Content starts
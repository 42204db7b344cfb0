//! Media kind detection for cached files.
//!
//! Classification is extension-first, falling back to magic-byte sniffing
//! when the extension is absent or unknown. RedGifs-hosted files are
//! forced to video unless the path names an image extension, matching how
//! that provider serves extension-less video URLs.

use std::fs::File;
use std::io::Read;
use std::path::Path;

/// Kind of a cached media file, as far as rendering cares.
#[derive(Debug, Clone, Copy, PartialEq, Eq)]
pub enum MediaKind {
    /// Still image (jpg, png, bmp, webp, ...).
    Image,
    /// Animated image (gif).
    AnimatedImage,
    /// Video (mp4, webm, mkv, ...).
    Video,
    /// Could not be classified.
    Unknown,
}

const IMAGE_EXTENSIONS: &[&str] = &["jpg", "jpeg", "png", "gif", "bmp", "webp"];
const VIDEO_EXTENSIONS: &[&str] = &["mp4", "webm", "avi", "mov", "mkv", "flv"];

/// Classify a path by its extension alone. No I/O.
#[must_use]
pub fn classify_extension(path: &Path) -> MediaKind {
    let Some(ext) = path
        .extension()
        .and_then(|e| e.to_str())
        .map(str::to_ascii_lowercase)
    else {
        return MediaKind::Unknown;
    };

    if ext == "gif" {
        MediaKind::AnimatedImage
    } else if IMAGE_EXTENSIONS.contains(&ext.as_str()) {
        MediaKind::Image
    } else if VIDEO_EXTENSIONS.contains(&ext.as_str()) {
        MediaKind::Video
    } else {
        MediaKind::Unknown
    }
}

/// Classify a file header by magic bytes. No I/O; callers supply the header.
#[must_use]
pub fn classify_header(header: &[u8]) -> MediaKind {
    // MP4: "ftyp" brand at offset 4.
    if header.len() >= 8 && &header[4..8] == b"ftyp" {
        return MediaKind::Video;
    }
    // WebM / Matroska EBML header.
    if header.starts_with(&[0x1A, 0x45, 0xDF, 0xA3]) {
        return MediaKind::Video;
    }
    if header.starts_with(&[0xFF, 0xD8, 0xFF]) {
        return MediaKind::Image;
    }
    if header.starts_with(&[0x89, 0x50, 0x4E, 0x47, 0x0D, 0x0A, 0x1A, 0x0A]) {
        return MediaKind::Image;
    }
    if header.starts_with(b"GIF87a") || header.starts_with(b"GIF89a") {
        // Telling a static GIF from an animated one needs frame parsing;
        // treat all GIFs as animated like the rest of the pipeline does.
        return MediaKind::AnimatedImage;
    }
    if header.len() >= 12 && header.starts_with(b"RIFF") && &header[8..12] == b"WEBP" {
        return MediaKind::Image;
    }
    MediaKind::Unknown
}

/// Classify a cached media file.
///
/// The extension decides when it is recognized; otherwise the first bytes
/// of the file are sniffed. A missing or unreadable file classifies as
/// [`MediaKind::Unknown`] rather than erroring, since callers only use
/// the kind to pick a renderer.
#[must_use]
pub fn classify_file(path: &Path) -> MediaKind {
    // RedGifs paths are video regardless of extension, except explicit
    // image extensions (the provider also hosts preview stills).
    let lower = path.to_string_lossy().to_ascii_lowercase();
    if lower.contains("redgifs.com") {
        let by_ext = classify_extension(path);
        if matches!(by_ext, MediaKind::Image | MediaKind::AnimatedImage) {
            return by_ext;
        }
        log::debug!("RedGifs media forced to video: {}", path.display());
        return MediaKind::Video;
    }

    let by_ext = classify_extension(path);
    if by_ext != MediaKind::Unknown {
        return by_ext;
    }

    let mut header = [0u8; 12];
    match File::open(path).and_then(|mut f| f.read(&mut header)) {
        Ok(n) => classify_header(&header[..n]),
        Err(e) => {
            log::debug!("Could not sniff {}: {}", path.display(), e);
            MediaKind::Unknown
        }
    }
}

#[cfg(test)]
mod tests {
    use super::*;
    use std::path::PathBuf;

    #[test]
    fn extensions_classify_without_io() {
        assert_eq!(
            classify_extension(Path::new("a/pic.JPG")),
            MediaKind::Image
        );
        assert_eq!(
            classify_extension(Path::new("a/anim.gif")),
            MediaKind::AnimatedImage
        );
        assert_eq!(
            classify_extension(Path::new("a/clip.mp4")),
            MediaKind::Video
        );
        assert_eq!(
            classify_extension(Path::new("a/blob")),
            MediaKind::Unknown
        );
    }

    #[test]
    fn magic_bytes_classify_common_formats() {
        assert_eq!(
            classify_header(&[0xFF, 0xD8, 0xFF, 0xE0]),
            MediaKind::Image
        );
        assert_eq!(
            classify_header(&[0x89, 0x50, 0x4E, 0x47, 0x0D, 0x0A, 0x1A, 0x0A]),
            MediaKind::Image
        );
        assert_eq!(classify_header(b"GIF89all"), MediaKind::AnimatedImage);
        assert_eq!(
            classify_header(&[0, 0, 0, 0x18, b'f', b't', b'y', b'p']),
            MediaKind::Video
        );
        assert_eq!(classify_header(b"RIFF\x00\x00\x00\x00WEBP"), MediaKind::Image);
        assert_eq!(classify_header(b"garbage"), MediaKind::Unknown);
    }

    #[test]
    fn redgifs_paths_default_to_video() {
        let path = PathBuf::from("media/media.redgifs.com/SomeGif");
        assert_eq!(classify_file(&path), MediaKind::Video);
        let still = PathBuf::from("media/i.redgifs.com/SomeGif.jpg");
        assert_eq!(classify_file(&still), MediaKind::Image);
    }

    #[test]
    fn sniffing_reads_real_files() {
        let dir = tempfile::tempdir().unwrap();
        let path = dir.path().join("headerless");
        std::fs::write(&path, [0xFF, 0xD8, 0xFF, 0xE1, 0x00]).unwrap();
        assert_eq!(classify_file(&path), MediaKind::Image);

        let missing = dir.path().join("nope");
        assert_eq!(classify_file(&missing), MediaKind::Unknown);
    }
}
Content ends
EXERCISE ▸ The answer must be an exact copy of every entry.

THE ANSWER ▸
repository 42204db7b344cfb0
//! Media kind detection for cached files.
//!
//! Classification is extension-first, falling back to magic-byte sniffing
//! when the extension is absent or unknown. RedGifs-hosted files are
//! forced to video unless the path names an image extension, matching how
//! that provider serves extension-less video URLs.

use std::fs::File;
use std::io::Read;
use std::path::Path;

/// Kind of a cached media file, as far as rendering cares.
#[derive(Debug, Clone, Copy, PartialEq, Eq)]
pub enum MediaKind {
    /// Still image (jpg, png, bmp, webp, ...).
    Image,
    /// Animated image (gif).
    AnimatedImage,
    /// Video (mp4, webm, mkv, ...).
    Video,
    /// Could not be classified.
    Unknown,
}

const IMAGE_EXTENSIONS: &[&str] = &["jpg", "jpeg", "png", "gif", "bmp", "webp"];
const VIDEO_EXTENSIONS: &[&str] = &["mp4", "webm", "avi", "mov", "mkv", "flv"];

/// Classify a path by its extension alone. No I/O.
#[must_use]
pub fn classify_extension(path: &Path) -> MediaKind {
    let Some(ext) = path
        .extension()
        .and_then(|e| e.to_str())
        .map(str::to_ascii_lowercase)
    else {
        return MediaKind::Unknown;
    };

    if ext == "gif" {
        MediaKind::AnimatedImage
    } else if IMAGE_EXTENSIONS.contains(&ext.as_str()) {
        MediaKind::Image
    } else if VIDEO_EXTENSIONS.contains(&ext.as_str()) {
        MediaKind::Video
    } else {
        MediaKind::Unknown
    }
}

/// Classify a file header by magic bytes. No I/O; callers supply the header.
#[must_use]
pub fn classify_header(header: &[u8]) -> MediaKind {
    // MP4: "ftyp" brand at offset 4.
    if header.len() >= 8 && &header[4..8] == b"ftyp" {
        return MediaKind::Video;
    }
    // WebM / Matroska EBML header.
    if header.starts_with(&[0x1A, 0x45, 0xDF, 0xA3]) {
        return MediaKind::Video;
    }
    if header.starts_with(&[0xFF, 0xD8, 0xFF]) {
        return MediaKind::Image;
    }
    if header.starts_with(&[0x89, 0x50, 0x4E, 0x47, 0x0D, 0x0A, 0x1A, 0x0A]) {
        return MediaKind::Image;
    }
    if header.starts_with(b"GIF87a") || header.starts_with(b"GIF89a") {
        // Telling a static GIF from an animated one needs frame parsing;
        // treat all GIFs as animated like the rest of the pipeline does.
        return MediaKind::AnimatedImage;
    }
    if header.len() >= 12 && header.starts_with(b"RIFF") && &header[8..12] == b"WEBP" {
        return MediaKind::Image;
    }
    MediaKind::Unknown
}

/// Classify a cached media file.
///
/// The extension decides when it is recognized; otherwise the first bytes
/// of the file are sniffed. A missing or unreadable file classifies as
/// [`MediaKind::Unknown`] rather than erroring, since callers only use
/// the kind to pick a renderer.
#[must_use]
pub fn classify_file(path: &Path) -> MediaKind {
    // RedGifs paths are video regardless of extension, except explicit
    // image extensions (the provider also hosts preview stills).
    let lower = path.to_string_lossy().to_ascii_lowercase();
    if lower.contains("redgifs.com") {
        let by_ext = classify_extension(path);
        if matches!(by_ext, MediaKind::Image | MediaKind::AnimatedImage) {
            return by_ext;
        }
        log::debug!("RedGifs media forced to video: {}", path.display());
        return MediaKind::Video;
    }

    let by_ext = classify_extension(path);
    if by_ext != MediaKind::Unknown {
        return by_ext;
    }

    let mut header = [0u8; 12];
    match File::open(path).and_then(|mut f| f.read(&mut header)) {
        Ok(n) => classify_header(&header[..n]),
        Err(e) => {
            log::debug!("Could not sniff {}: {}", path.display(), e);
            MediaKind::Unknown
        }
    }
}

#[cfg(test)]
mod tests {
    use super::*;
    use std::path::PathBuf;

    #[test]
    fn extensions_classify_without_io() {
        assert_eq!(
            classify_extension(Path::new("a/pic.JPG")),
            MediaKind::Image
        );
        assert_eq!(
            classify_extension(Path::new("a/anim.gif")),
            MediaKind::AnimatedImage
        );
        assert_eq!(
            classify_extension(Path::new("a/clip.mp4")),
            MediaKind::Video
        );
        assert_eq!(
            classify_extension(Path::new("a/blob")),
            MediaKind::Unknown
        );
    }

    #[test]
    fn magic_bytes_classify_common_formats() {
        assert_eq!(
            classify_header(&[0xFF, 0xD8, 0xFF, 0xE0]),
            MediaKind::Image
        );
        assert_eq!(
            classify_header(&[0x89, 0x50, 0x4E, 0x47, 0x0D, 0x0A, 0x1A, 0x0A]),
            MediaKind::Image
        );
        assert_eq!(classify_header(b"GIF89all"), MediaKind::AnimatedImage);
        assert_eq!(
            classify_header(&[0, 0, 0, 0x18, b'f', b't', b'y', b'p']),
            MediaKind::Video
        );
        assert_eq!(classify_header(b"RIFF\x00\x00\x00\x00WEBP"), MediaKind::Image);
        assert_eq!(classify_header(b"garbage"), MediaKind::Unknown);
    }

    #[test]
    fn redgifs_paths_default_to_video() {
        let path = PathBuf::from("media/media.redgifs.com/SomeGif");
        assert_eq!(classify_file(&path), MediaKind::Video);
        let still = PathBuf::from("media/i.redgifs.com/SomeGif.jpg");
        assert_eq!(classify_file(&still), MediaKind::Image);
    }

    #[test]
    fn sniffing_reads_real_files() {
        let dir = tempfile::tempdir().unwrap();
        let path = dir.path().join("headerless");
        std::fs::write(&path, [0xFF, 0xD8, 0xFF, 0xE1, 0x00]).unwrap();
        assert_eq!(classify_file(&path), MediaKind::Image);

        let missing = dir.path().join("nope");
        assert_eq!(classify_file(&missing), MediaKind::Unknown);
    }
}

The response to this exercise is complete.